When conservatives fail to meet their goals, they get angry - but they don't walk away. Remember, the conservative world view is not based on hope. It's based on the conviction that the world is a terrible place where, if you're not screwing someone out of something, someone is doing it to you. They expect things to go wrong, and they persist until they get what they want. They don't expect things to happen because they make sense or they're the right things to do; they expect them to happen because they are determined to make them happen.
We can throw up our hands and walk away in disgust OR, we can take what we're going to get out of this and take it for what it is: a toehold we can move on from. It's not THE victory we wanted, but it is A victory. Put enough of them together and we can start building forward momentum. The battle lines will have begun to shift.
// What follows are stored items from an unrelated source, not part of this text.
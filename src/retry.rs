//! Retry with exponential backoff for external I/O.
//!
//! The knowledge source fetch and the generative call both go through
//! [`retry_with_backoff`]; the caller decides which errors are worth retrying.

use std::fmt::Display;
use std::future::Future;
use std::time::Duration;

use rand::Rng;
use tracing::warn;

/// Attempt limit and base delay. Delay doubles per attempt, plus up to one
/// base delay of jitter.
#[derive(Debug, Clone, Copy, PartialEq)]
pub struct RetryPolicy {
    max_attempts: usize,
    base_delay_ms: u64,
}

impl RetryPolicy {
    pub fn new(max_attempts: usize, base_delay: Duration) -> Self {
        Self {
            max_attempts: max_attempts.max(1),
            base_delay_ms: base_delay.as_millis() as u64,
        }
    }

    /// Exactly one attempt.
    pub fn none() -> Self {
        Self::new(1, Duration::ZERO)
    }

    pub fn max_attempts(&self) -> usize {
        self.max_attempts
    }

    /// Backoff before retry number `attempt` (1-based), without jitter.
    pub fn delay_for_attempt(&self, attempt: usize) -> Duration {
        let exponent = attempt.saturating_sub(1).min(16) as u32;
        Duration::from_millis(self.base_delay_ms.saturating_mul(1u64 << exponent))
    }
}

/// Run `op` until it succeeds, returns a non-retryable error, or the attempt
/// limit is reached. The last error is returned as-is.
pub async fn retry_with_backoff<T, E, F, Fut, P>(
    policy: &RetryPolicy,
    label: &str,
    retryable: P,
    mut op: F,
) -> Result<T, E>
where
    F: FnMut() -> Fut,
    Fut: Future<Output = Result<T, E>>,
    P: Fn(&E) -> bool,
    E: Display,
{
    let mut attempt = 0usize;
    loop {
        attempt += 1;
        match op().await {
            Ok(value) => return Ok(value),
            Err(err) => {
                if attempt >= policy.max_attempts || !retryable(&err) {
                    return Err(err);
                }
                let jitter = if policy.base_delay_ms > 0 {
                    rand::thread_rng().gen_range(0..=policy.base_delay_ms)
                } else {
                    0
                };
                let delay = policy.delay_for_attempt(attempt) + Duration::from_millis(jitter);
                warn!(
                    "{label} failed (attempt {attempt}/{}): {err}; retrying in {delay:?}",
                    policy.max_attempts
                );
                tokio::time::sleep(delay).await;
            }
        }
    }
}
If nothing else, we now have a much clearer view of our own weaknesses and shortcomings. We now can see more clearly how and where the Democratic party needs to be changed and reformed if we are going to do better in the fights coming up. We can hold the people supposedly elected by our efforts accountable when they don't deliver, and keep the pressure on.
It's not over and it will never be over - but we can start moving in the right direction again. It's all about Forward Momentum.
UPDATE: Paul Krugman, citing Matt Yglesias is thinking along similar lines:
December 19, 2009, 3:55 PM
The insincere center
Matthew Yglesias makes a good point: The health care bill
represents a return, after fifteen years, of the idea that congress should be trying to pass major legislation that tackles major national problems. And even beyond that, it restores an even longer-lost tradition of congress trying to pass major legislation on specifically progressive priorities.
More than that, it represents a rejection of the view that the solution for all problems is to cut some taxes and remove some regulations. In that sense, what’s happening now, for all the disappointment it represents for progressives, is a historic moment.
And let’s also not fail to take note of those who had a chance to join in this historic moment, and punted.